//! Operation dispatch: store mutation, dirty marking, derived views and
//! subscriber fan-out, including the debounced editing path.

mod support;

use std::cell::RefCell;
use std::rc::Rc;
use std::time::{Duration, Instant};

use pagecraft_editor::{
    EditorError, EditorSession, EntityId, EntityKind, FieldKey, FieldPath,
    InMemoryBoundary, LayoutValue, Operation, SubscriberId,
};
use serde_json::json;
use support::{page, theme, updates, version, widget};

fn session_with_page() -> EditorSession<InMemoryBoundary> {
    let mut session = EditorSession::new(InMemoryBoundary::new());
    session.seed(page("page-1"));
    session
}

#[test]
fn test_field_update_reaches_store_and_other_panels() {
    // Scenario A: UPDATE page field, one subscribed non-originator panel
    let mut session = session_with_page();

    let seen_slugs: Rc<RefCell<Vec<String>>> = Rc::new(RefCell::new(Vec::new()));
    let sink = Rc::clone(&seen_slugs);
    let _handle = session.subscribe(
        SubscriberId::from("panel-b"),
        Box::new(move |notification| {
            assert!(notification.includes(EntityKind::Page));
            let page = notification
                .store
                .get(EntityKind::Page, &EntityId::from("page-1"))
                .and_then(|e| e.as_page().cloned())
                .expect("page must be readable during notification");
            sink.borrow_mut().push(page.slug);
        }),
    )
    .unwrap();

    assert!(!session.is_dirty(EntityKind::Page));

    let op = Operation::UpdatePageField {
        id: EntityId::from("page-1"),
        updates: updates(json!({ "slug": "404" })),
    };
    let updated = session.apply(&SubscriberId::from("panel-a"), op).unwrap();

    assert_eq!(updated.as_page().unwrap().slug, "404");
    assert_eq!(
        session
            .store()
            .get(EntityKind::Page, &EntityId::from("page-1"))
            .unwrap()
            .as_page()
            .unwrap()
            .slug,
        "404"
    );
    assert!(session.is_dirty(EntityKind::Page));
    assert_eq!(*seen_slugs.borrow(), vec!["404".to_string()]);
}

#[test]
fn test_originator_suppressed_other_panel_notified_once() {
    // Scenario E: panels A and B; A issues the operation
    let mut session = session_with_page();

    let a_calls = Rc::new(RefCell::new(0));
    let b_calls = Rc::new(RefCell::new(0));
    let a_sink = Rc::clone(&a_calls);
    let b_sink = Rc::clone(&b_calls);
    let _a = session
        .subscribe(
            SubscriberId::from("panel-a"),
            Box::new(move |_| *a_sink.borrow_mut() += 1),
        )
        .unwrap();
    let _b = session
        .subscribe(
            SubscriberId::from("panel-b"),
            Box::new(move |_| *b_sink.borrow_mut() += 1),
        )
        .unwrap();

    let op = Operation::UpdatePageField {
        id: EntityId::from("page-1"),
        updates: updates(json!({ "title": "Not Found" })),
    };
    session.apply(&SubscriberId::from("panel-a"), op).unwrap();

    assert_eq!(*a_calls.borrow(), 0);
    assert_eq!(*b_calls.borrow(), 1);
}

#[test]
fn test_widget_creation_is_two_sequential_operations() {
    // One operation per entity: widget creation, then the version tag list
    let mut session = EditorSession::new(InMemoryBoundary::new());
    session.seed(version("v-1", "page-1"));

    let panel = SubscriberId::from("widget-panel");
    let widget_id = session.allocate_local_id();

    session
        .apply(
            &panel,
            Operation::CreateEntity {
                entity: widget(widget_id.clone(), "v-1"),
            },
        )
        .unwrap();
    session
        .apply(
            &panel,
            Operation::UpdateVersionField {
                id: EntityId::from("v-1"),
                updates: updates(json!({ "widget_tags": ["gallery-1"] })),
            },
        )
        .unwrap();

    assert!(session.store().contains(EntityKind::Widget, &widget_id));
    assert_eq!(
        session
            .store()
            .get(EntityKind::Version, &EntityId::from("v-1"))
            .unwrap()
            .as_version()
            .unwrap()
            .widget_tags,
        vec!["gallery-1".to_string()]
    );
    assert!(session.is_dirty(EntityKind::Widget));
    assert!(session.is_dirty(EntityKind::Version));
}

#[test]
fn test_duplicate_create_is_rejected() {
    let mut session = session_with_page();
    let err = session
        .apply(
            &SubscriberId::from("panel-a"),
            Operation::CreateEntity {
                entity: page("page-1"),
            },
        )
        .unwrap_err();
    assert!(err.to_string().contains("already exists"));
}

#[test]
fn test_layout_mutation_recomputes_selectors_before_fanout() {
    let mut session = EditorSession::new(InMemoryBoundary::new());
    session.seed(theme("t-1"));

    let seen: Rc<RefCell<Vec<Vec<String>>>> = Rc::new(RefCell::new(Vec::new()));
    let sink = Rc::clone(&seen);
    let _handle = session.subscribe(
        SubscriberId::from("preview-panel"),
        Box::new(move |notification| {
            let theme = notification
                .store
                .get(EntityKind::Theme, &EntityId::from("t-1"))
                .and_then(|e| e.as_theme().cloned())
                .unwrap();
            sink.borrow_mut().push(theme.selectors);
        }),
    )
    .unwrap();

    session
        .apply(
            &SubscriberId::from("layout-panel"),
            Operation::SetLayoutProperty {
                id: EntityId::from("t-1"),
                part: "content".to_string(),
                breakpoint: "sm".to_string(),
                property: "padding".to_string(),
                value: LayoutValue::Set("8px".to_string()),
            },
        )
        .unwrap();

    // the subscriber already saw the recomputed derived view
    assert_eq!(
        seen.borrow().last().unwrap(),
        &vec![".layout-content".to_string(), ".layout-content--sm".to_string()]
    );
}

#[test]
fn test_debounced_edits_coalesce_through_session() {
    // Scenario C: three keystrokes, one dispatcher call with the last value
    let mut session = EditorSession::new(InMemoryBoundary::new());
    session.seed(theme("t-1"));

    let notifications = Rc::new(RefCell::new(0));
    let sink = Rc::clone(&notifications);
    let _handle = session
        .subscribe(
            SubscriberId::from("preview-panel"),
            Box::new(move |_| *sink.borrow_mut() += 1),
        )
        .unwrap();

    let panel = SubscriberId::from("layout-panel");
    let key = FieldKey::new(
        EntityKind::Theme,
        EntityId::from("t-1"),
        FieldPath::LayoutProperty {
            part: "content".to_string(),
            breakpoint: "sm".to_string(),
            property: "padding".to_string(),
        },
    );
    let set = |value: &str| Operation::SetLayoutProperty {
        id: EntityId::from("t-1"),
        part: "content".to_string(),
        breakpoint: "sm".to_string(),
        property: "padding".to_string(),
        value: LayoutValue::Set(value.to_string()),
    };

    let start = Instant::now();
    for (offset, value) in [(0u64, "a"), (50, "ab"), (100, "abc")] {
        session
            .stage_field(
                &panel,
                key.clone(),
                set(value),
                json!(value),
                false,
                start + Duration::from_millis(offset),
            )
            .unwrap();
    }

    // echo visible, store untouched, nobody notified yet
    assert_eq!(session.staged_value(&key), Some(&json!("abc")));
    assert!(session
        .store()
        .get(EntityKind::Theme, &EntityId::from("t-1"))
        .unwrap()
        .as_theme()
        .unwrap()
        .layout_properties
        .is_none());
    assert_eq!(*notifications.borrow(), 0);

    let issued = session
        .flush_expired(start + Duration::from_millis(650))
        .unwrap();
    assert_eq!(issued, 1);
    assert_eq!(*notifications.borrow(), 1);
    assert_eq!(session.staged_value(&key), None);
    assert_eq!(
        session
            .store()
            .get(EntityKind::Theme, &EntityId::from("t-1"))
            .unwrap()
            .as_theme()
            .unwrap()
            .layout_properties
            .as_ref()
            .unwrap()
            .get("content", "sm", "padding"),
        Some("abc")
    );
}

#[test]
fn test_flush_field_dispatches_immediately_and_cancels_timer() {
    let mut session = EditorSession::new(InMemoryBoundary::new());
    session.seed(page("page-1"));

    let panel = SubscriberId::from("settings-panel");
    let key = FieldKey::new(
        EntityKind::Page,
        EntityId::from("page-1"),
        FieldPath::Field("title".to_string()),
    );
    let op = Operation::UpdatePageField {
        id: EntityId::from("page-1"),
        updates: updates(json!({ "title": "About" })),
    };

    let start = Instant::now();
    session
        .stage_field(&panel, key.clone(), op, json!("About"), false, start)
        .unwrap();

    // blur: forced flush
    let flushed = session.flush_field(&key).unwrap();
    assert_eq!(flushed.unwrap().as_page().unwrap().title, "About");

    // no duplicate fires once the original window elapses
    let issued = session.flush_expired(start + Duration::from_secs(5)).unwrap();
    assert_eq!(issued, 0);
}

#[test]
fn test_panel_teardown_abandons_staged_edit() {
    let mut session = session_with_page();

    let panel = SubscriberId::from("settings-panel");
    let key = FieldKey::new(
        EntityKind::Page,
        EntityId::from("page-1"),
        FieldPath::Field("title".to_string()),
    );
    let op = Operation::UpdatePageField {
        id: EntityId::from("page-1"),
        updates: updates(json!({ "title": "Lost" })),
    };

    let start = Instant::now();
    session
        .stage_field(&panel, key.clone(), op, json!("Lost"), false, start)
        .unwrap();
    session.cancel_panel(&panel);

    let issued = session.flush_expired(start + Duration::from_secs(5)).unwrap();
    assert_eq!(issued, 0);
    assert_eq!(
        session
            .store()
            .get(EntityKind::Page, &EntityId::from("page-1"))
            .unwrap()
            .as_page()
            .unwrap()
            .title,
        "Home"
    );
}

#[test]
fn test_failed_flush_does_not_lose_other_panels_edits() {
    // a stale-reference edit from one panel must not destroy another
    // panel's staged input when both windows expire in the same poll
    let mut session = session_with_page();
    let start = Instant::now();

    let stale_key = FieldKey::new(
        EntityKind::Page,
        EntityId::from("page-404"),
        FieldPath::Field("title".to_string()),
    );
    session
        .stage_field(
            &SubscriberId::from("panel-a"),
            stale_key,
            Operation::UpdatePageField {
                id: EntityId::from("page-404"),
                updates: updates(json!({ "title": "Gone" })),
            },
            json!("Gone"),
            false,
            start,
        )
        .unwrap();

    let valid_key = FieldKey::new(
        EntityKind::Page,
        EntityId::from("page-1"),
        FieldPath::Field("title".to_string()),
    );
    session
        .stage_field(
            &SubscriberId::from("panel-b"),
            valid_key,
            Operation::UpdatePageField {
                id: EntityId::from("page-1"),
                updates: updates(json!({ "title": "Kept" })),
            },
            json!("Kept"),
            false,
            start + Duration::from_millis(10),
        )
        .unwrap();

    // the stale edit expires first and fails; the valid edit still lands
    let err = session
        .flush_expired(start + Duration::from_secs(5))
        .unwrap_err();
    assert!(matches!(err, EditorError::UnknownEntity { .. }));
    assert_eq!(
        session
            .store()
            .get(EntityKind::Page, &EntityId::from("page-1"))
            .unwrap()
            .as_page()
            .unwrap()
            .title,
        "Kept"
    );
}

#[test]
fn test_immediate_stage_bypasses_window() {
    let mut session = session_with_page();

    let panel = SubscriberId::from("settings-panel");
    let key = FieldKey::new(
        EntityKind::Page,
        EntityId::from("page-1"),
        FieldPath::Field("description".to_string()),
    );
    let op = Operation::UpdatePageField {
        id: EntityId::from("page-1"),
        updates: updates(json!({ "description": "landing page" })),
    };

    let applied = session
        .stage_field(&panel, key.clone(), op, json!("landing page"), true, Instant::now())
        .unwrap();

    assert!(applied.is_some());
    assert_eq!(session.staged_value(&key), None);
    assert!(session.is_dirty(EntityKind::Page));
}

——————————

**What to produce**
For the word "cloned", find all matching lines in the entries above and copy them out.

**Response box**
                .and_then(|e| e.as_page().cloned())
                .and_then(|e| e.as_theme().cloned())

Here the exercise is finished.